Irregularidades marcam terceirizações na USP

 Funcionários de empresas que prestam serviços para a Universidade reclamam de problemas nos pagamentos e de sofrerem discriminação 

Caixa dois e não pagamento de vale transporte são algumas das irregularidade cometidas pelas empresas terceirizadas na USP. Os problemas variam de empresa para empresa e unidade da USP. Para preservar as fontes, os nomes dos terceirizados não são identificados.

O TST (Tribunal Superior do Trabalho), em setembro deste ano, validou, em caráter excepcional, a jornada de 12 horas de trabalho por 36 de descanso,  “pois em algumas atividades ele é tradicional, sendo que alguns funcionários até preferem, assim em um dia pegam um emprego e, no dia seguinte, outro”, afirma Antonio Rodrigues, de direito do trabalho da USP.

Esse sistema de jornada, realidade de boa parte dos vigilantes que trabalham no campus, é, de acordo com Antonio, “em tese, um sistema ilegal. Na Constituição está que o trabalhador deve exercer no máximo jornada de trabalho de 8h ou, se estabelecido em acordo coletivo, de 10h.”

Muitos vigilantes da USP enfrentam a dupla jornada, chegando a trabalhar todos os dias ou até 24h seguidas intercaladas por 1 dia de descanso. Um deles problematiza: “Se tivesse trabalho digno, salário digno, quem é que ia trabalhar 24 horas seguidas? 360 dias por ano?” Segundo o professor de direito, “Isso [jornada dupla] não é bom nem para o trabalhador nem para a empresa. Fica difícil de fiscalizar”. Um dos casos mais extremos é de um vigilante que tem três plantões seguidos dentro do campus: “Ele não tem vida social, a vida dele é o trabalho. Os colegas seguram um pouco pra dar tempo de ele chegar” diz um deles. Para Neli do Sintusp, “a dupla jornada é culpa do próprio processo de terceirização.”
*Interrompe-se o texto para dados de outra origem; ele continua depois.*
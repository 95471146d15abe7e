//! Node model produced by the extractor.
//!
//! Every node owns its children. Class-like declarations do not point at
//! their base classes or enclosing class; they carry a `ClassId` into the
//! `ClassRegistry`, which the binder links after the whole tree exists.
//!
//! Text held by nodes is still masked: literals are `'N'` placeholders and
//! `$` is encoded. Rendering happens in the emitter.

use crate::parser::registry::ClassId;

// =============================================================================
// Root and statements
// =============================================================================

/// The whole compilation unit.
#[derive(Clone, Debug, Default)]
pub struct Root {
    pub statements: Vec<Statement>,
}

#[derive(Clone, Debug)]
pub enum Statement {
    /// Whitespace and punctuation between statements, emitted verbatim.
    Text(String),
    /// An expression statement (no trailing `;`, which is a separate `Text`).
    Expression(Expression),
    Var(Var),
    Prefix(PrefixStatement),
    For(ForStatement),
    Catch(CatchStatement),
    SwitchCase(SwitchCase),
    Label(Label),
    Block(StatementsBlock),
    /// A top-level class or interface.
    Class(ClassDecl),
    GlobalMethod(GlobalMethod),
    Function(Function),
}

impl Statement {
    /// Names this statement declares in its enclosing block.
    pub fn declared_names(&self) -> Vec<&str> {
        match self {
            Self::Var(var) => var.names().collect(),
            Self::For(stmt) => match stmt.header.init() {
                Some(Statement::Var(var)) => var.names().collect(),
                _ => Vec::new(),
            },
            Self::Class(decl) => vec![decl.name.as_str()],
            Self::GlobalMethod(method) => vec![method.name.as_str()],
            Self::Function(func) => func.name.as_deref().into_iter().collect(),
            _ => Vec::new(),
        }
    }
}

/// `{ ... }` with its own statement list.
#[derive(Clone, Debug, Default)]
pub struct StatementsBlock {
    pub statements: Vec<Statement>,
}

impl StatementsBlock {
    /// Names declared directly in this block. Empty means the block does not
    /// need its own scope layer.
    pub fn local_names(&self) -> Vec<&str> {
        local_names(&self.statements)
    }
}

pub fn local_names(statements: &[Statement]) -> Vec<&str> {
    statements.iter().flat_map(Statement::declared_names).collect()
}

/// `if`, `while`, `switch`, `with`, `return`, `else`, ... The prefix holds
/// the keyword together with the whitespace in front of it.
#[derive(Clone, Debug)]
pub struct PrefixStatement {
    pub keyword: String,
    pub prefix: String,
    pub argument: Option<Expression>,
}

#[derive(Clone, Debug)]
pub struct ForStatement {
    pub prefix: String,
    pub header: ForHeader,
}

#[derive(Clone, Debug)]
pub enum ForHeader {
    /// `(init; condition; step)`
    For {
        init: Box<Statement>,
        condition: Expression,
        step: Expression,
    },
    /// `(init in container)`
    ForIn {
        init: Box<Statement>,
        container: Expression,
    },
    /// `(Type name : container)`, desugared to an iterator loop.
    ForEach {
        init: Box<Statement>,
        container: Expression,
    },
}

impl ForHeader {
    pub fn init(&self) -> Option<&Statement> {
        match self {
            Self::For { init, .. } | Self::ForIn { init, .. } | Self::ForEach { init, .. } => {
                Some(init)
            }
        }
    }
}

/// A `catch (...)` clause; later clauses of the same `try` are dropped.
#[derive(Clone, Debug)]
pub struct CatchStatement {
    pub prefix: String,
    pub params: Params,
}

#[derive(Clone, Debug)]
pub struct SwitchCase {
    pub expression: Expression,
}

/// `name:` including the whitespace in front of it.
#[derive(Clone, Debug)]
pub struct Label {
    pub text: String,
}

// =============================================================================
// Variables
// =============================================================================

/// A typed declaration statement, rendered as `var a = .., b = ..`.
#[derive(Clone, Debug)]
pub struct Var {
    pub type_name: String,
    pub definitions: Vec<VarDefinition>,
}

impl Var {
    pub fn names(&self) -> impl Iterator<Item = &str> {
        self.definitions.iter().map(|def| def.name.as_str())
    }
}

#[derive(Clone, Debug)]
pub struct VarDefinition {
    pub name: String,
    pub value: Expression,
    /// True when no initializer was written and `value` is the type default.
    pub is_default: bool,
}

// =============================================================================
// Functions and methods
// =============================================================================

#[derive(Clone, Debug, PartialEq, Eq)]
pub struct Param {
    pub name: String,
}

#[derive(Clone, Debug, Default, PartialEq, Eq)]
pub struct Params {
    pub params: Vec<Param>,
    /// Trailing `Type... name` parameter.
    pub rest: Option<Param>,
}

impl Params {
    /// Number of fixed parameters.
    pub fn len(&self) -> usize {
        self.params.len()
    }

    pub fn is_empty(&self) -> bool {
        self.params.is_empty() && self.rest.is_none()
    }

    pub fn has_rest(&self) -> bool {
        self.rest.is_some()
    }

    /// Every parameter name, the rest parameter included.
    pub fn names(&self) -> impl Iterator<Item = &str> {
        self.params
            .iter()
            .chain(self.rest.as_ref())
            .map(|param| param.name.as_str())
    }
}

/// A `function name(...) {...}` literal or declaration.
#[derive(Clone, Debug)]
pub struct Function {
    pub name: Option<String>,
    pub params: Params,
    pub body: StatementsBlock,
}

/// A method declared at the top level, bound to the host object.
#[derive(Clone, Debug)]
pub struct GlobalMethod {
    pub name: String,
    pub params: Params,
    pub body: StatementsBlock,
}

#[derive(Clone, Debug)]
pub struct ClassMethod {
    pub name: String,
    pub params: Params,
    pub body: StatementsBlock,
    pub is_static: bool,
}

#[derive(Clone, Debug)]
pub struct Constructor {
    pub params: Params,
    pub body: StatementsBlock,
}

#[derive(Clone, Debug)]
pub struct ClassField {
    pub type_name: String,
    pub definitions: Vec<VarDefinition>,
    pub is_static: bool,
}

// =============================================================================
// Classes
// =============================================================================

/// A named class or interface, global or nested.
#[derive(Clone, Debug)]
pub struct ClassDecl {
    pub id: ClassId,
    pub name: String,
    pub body: ClassLikeBody,
}

impl ClassDecl {
    pub const fn is_interface(&self) -> bool {
        matches!(self.body, ClassLikeBody::Interface(_))
    }
}

#[derive(Clone, Debug)]
pub enum ClassLikeBody {
    Class(ClassBody),
    Interface(InterfaceBody),
}

/// A class or interface declared inside another class body.
#[derive(Clone, Debug)]
pub struct InnerClass {
    pub is_static: bool,
    pub decl: ClassDecl,
}

/// `new Type(...) { ... }`: an anonymous class implementing `Type`.
#[derive(Clone, Debug)]
pub struct InlineClass {
    pub id: ClassId,
    pub name: String,
    pub body: ClassBody,
}

#[derive(Clone, Debug, Default)]
pub struct ClassBody {
    pub name: String,
    pub base_name: Option<String>,
    pub interface_names: Vec<String>,
    pub functions: Vec<Function>,
    pub methods: Vec<ClassMethod>,
    pub fields: Vec<ClassField>,
    pub constructors: Vec<Constructor>,
    pub inner_classes: Vec<InnerClass>,
    /// Text after the last `;` of the body.
    pub tail: Option<Expression>,
}

#[derive(Clone, Debug, Default)]
pub struct InterfaceBody {
    pub name: String,
    pub interface_names: Vec<String>,
    pub method_names: Vec<String>,
    pub fields: Vec<ClassField>,
    pub inner_classes: Vec<InnerClass>,
}

// =============================================================================
// Expressions
// =============================================================================

/// Pre-transformed expression text. Nested declarations found inside it are
/// kept in `transforms` and referenced from the text as `"!N"`.
#[derive(Clone, Debug, Default)]
pub struct Expression {
    pub text: String,
    pub transforms: Vec<Transform>,
}

impl Expression {
    /// An expression with no nested declarations.
    pub fn plain(text: impl Into<String>) -> Self {
        Self {
            text: text.into(),
            transforms: Vec::new(),
        }
    }
}

#[derive(Clone, Debug)]
pub enum Transform {
    Function(Function),
    InlineClass(InlineClass),
    InlineObject(InlineObject),
}

/// `{ label: value, ... }`
#[derive(Clone, Debug, Default)]
pub struct InlineObject {
    pub members: Vec<ObjectMember>,
}

#[derive(Clone, Debug)]
pub struct ObjectMember {
    pub label: Option<String>,
    pub value: Expression,
}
Muitos terceirizados da USP cumprem folgas trabalhadas (FT’s). De  acordo com Antonio, quando isso ocorre “deve-se pagar por essas horas de trabalho, no mínimo, o dobro do valor da hora normal.” Mas algumas empresas pagam apenas R$ 50 por 12h de trabalho em um dia de folga, outras aproximadamente R$ 115,00.
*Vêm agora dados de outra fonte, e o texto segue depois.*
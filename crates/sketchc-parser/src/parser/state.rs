//! Parser state shared by the statement, declaration and expression passes.
//!
//! The extractor works top-down over the atom table: it recognizes
//! declarations and statements in the flat text of one atom, and recurses
//! into the atoms those reference. New atoms created along the way (method
//! and class declarations, anonymous classes, function literals, rewritten
//! call arguments) are appended to the same table.

use sketchc_common::{DiagnosticBag, diagnostic_codes};
use sketchc_scanner::{AtomKind, AtomTable};
use tracing::debug;

use crate::parser::ast::Root;
use crate::parser::registry::{ClassId, ClassRegistry};
use crate::syntax::patterns::atom_index;

/// Everything the extractor produces for one compilation unit.
#[derive(Debug, Default)]
pub struct ParseResult {
    pub root: Root,
    pub registry: ClassRegistry,
    pub diagnostics: DiagnosticBag,
}

pub struct ParserState<'a> {
    pub(crate) atoms: &'a mut AtomTable,
    pub(crate) registry: ClassRegistry,
    pub(crate) diagnostics: DiagnosticBag,
    /// Class whose body is being extracted; owner of nested declarations.
    pub(crate) current_class: Option<ClassId>,
}

impl<'a> ParserState<'a> {
    pub fn new(atoms: &'a mut AtomTable) -> Self {
        Self {
            atoms,
            registry: ClassRegistry::new(),
            diagnostics: DiagnosticBag::new(),
            current_class: None,
        }
    }

    /// Extract the whole tree from the table's top-level entry.
    pub fn parse_root(mut self) -> ParseResult {
        let top = self.atoms.top_level().to_string();
        let statements = self.parse_root_statements(&top);
        debug!(
            statements = statements.len(),
            classes = self.registry.len(),
            atoms = self.atoms.len(),
            "extracted syntax tree"
        );
        ParseResult {
            root: Root { statements },
            registry: self.registry,
            diagnostics: self.diagnostics,
        }
    }

    pub fn diagnostics(&self) -> &DiagnosticBag {
        &self.diagnostics
    }

    // =========================================================================
    // Atom access
    // =========================================================================

    /// Text of atom `index`. A reference outside the table is reported and
    /// reads as empty text.
    pub(crate) fn atom_text(&mut self, index: usize) -> String {
        match self.atoms.get(index) {
            Some(text) if index > 0 => text.to_string(),
            _ => {
                self.diagnostics.report(
                    diagnostic_codes::DANGLING_REFERENCE,
                    &[&format!("#{index}")],
                );
                String::new()
            }
        }
    }

    /// Text of the atom a placeholder token such as `"B3"` stands for.
    pub(crate) fn atom_for(&mut self, token: &str) -> String {
        match atom_index(token) {
            Some(index) => self.atom_text(index),
            None => {
                self.diagnostics
                    .report(diagnostic_codes::DANGLING_REFERENCE, &[token]);
                String::new()
            }
        }
    }

    pub(crate) fn push_atom(&mut self, text: impl Into<String>, kind: AtomKind) -> String {
        self.atoms.push(text, kind)
    }
}

/// `text` without its first and last character, for `{...}`, `(...)` and
/// `[...]` atoms.
pub(crate) fn strip_delimiters(text: &str) -> &str {
    let mut chars = text.chars();
    if chars.next().is_none() || chars.next_back().is_none() {
        return "";
    }
    chars.as_str()
}

/// Extract the syntax tree from an atom table.
pub fn parse(atoms: &mut AtomTable) -> ParseResult {
    ParserState::new(atoms).parse_root()
}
Uma parte dos terceirizados denunciam também que empresas, como EVIK e Atlântico Sul, pagam as FT`s “por fora”. “Eles chamam de FT cash. Referente a esses dias não tem nem vale transporte nem vale alimentaçao, mas eu faço para aumentar a renda” afirma um vigilante. O professor Antonio, que acha estranho que isso aconteça “nas barbas da USP”, afirma que “o caixa dois é uma fraude que prejudica não só o empregado como o poder público.” Segundo ele, a USP pode ter que vir a pagar o FGTS e INSS desses trabalhadores, caso eles venham a ser demitidos. “A USP pode abrir uma sindicância, tem o dever de investigar”, acredita ele.
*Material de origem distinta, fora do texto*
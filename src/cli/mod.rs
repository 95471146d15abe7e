//! Native CLI support for the sketchc binary.

pub mod args;
pub mod driver;
pub mod reporter;

#[cfg(test)]
#[path = "tests/args_tests.rs"]
mod args_tests;
#[cfg(test)]
#[path = "tests/driver_tests.rs"]
mod driver_tests;
#[cfg(test)]
#[path = "tests/reporter_tests.rs"]
mod reporter_tests;
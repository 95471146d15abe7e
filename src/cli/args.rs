use clap::Parser;
use std::path::PathBuf;

/// CLI arguments for the sketchc binary.
#[derive(Parser, Debug)]
#[command(
    name = "sketchc",
    version,
    about = "Transpile Processing sketches into scripts for the $p host runtime"
)]
pub struct CliArgs {
    /// Sketch files to compile (`.pde`).
    #[arg(required = true)]
    pub files: Vec<PathBuf>,

    /// Directory for the generated `.js` files. Defaults to each sketch's own directory.
    #[arg(short = 'o', long = "out-dir", conflicts_with = "stdout")]
    pub out_dir: Option<PathBuf>,

    /// Print generated code to stdout instead of writing files.
    #[arg(long)]
    pub stdout: bool,

    /// JSON file with compiler options.
    #[arg(short = 'c', long)]
    pub config: Option<PathBuf>,

    /// Report diagnostics as JSON lines instead of text.
    #[arg(long = "diagnostics-json")]
    pub diagnostics_json: bool,

    /// Treat warnings as errors.
    #[arg(long = "deny-warnings")]
    pub deny_warnings: bool,

    /// Colorize diagnostics (auto-detected when omitted).
    #[arg(long, value_name = "BOOL")]
    pub pretty: Option<bool>,
}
Já empregados de empresas como Higilimp e O.O.Lima, ambas responsáveis pela limpeza, relatam não receber vale transporte. “Para quem mora na São Remo e no Jaguaré eles não dão, eu levo quase 1 hora pra vir e outra pra voltar andando.” Desde março, quando os circulares da SPTrans passaram a atender o campus, esses trabalhadores têm enfrentado essa dificuldade, já que o circular gratuito passa com uma frequência muito reduzida. Antonio ponta ainda que “o vale transporte é sempre obrigatório, o trabalhador pode cobrar na justiça.”

O processo
Para Neli Wada, diretora do Sintusp (Sindicato dos Trabalhadores da USP), o processo de terceirização “leva à miséria, corrupção e péssimas condições de trabalho”, tendo se intensificado no campus desde a década de 90. A maioria dos terceirizados na USP, exercem funções de limpeza, manutenção e vigilância. Sendo eles contratados por diferentes empresas prestadoras de serviços, que têm a USP como tomadora desses serviços

Segundo o professor, “a terceirização em si não é boa. E se for boa, não vai ser em favor do empregado”. Para Fausto, um dos motivos desse problema é que  “há um déficit de gerenciamento: trabalha-se para um, e presta-se serviço para outro”.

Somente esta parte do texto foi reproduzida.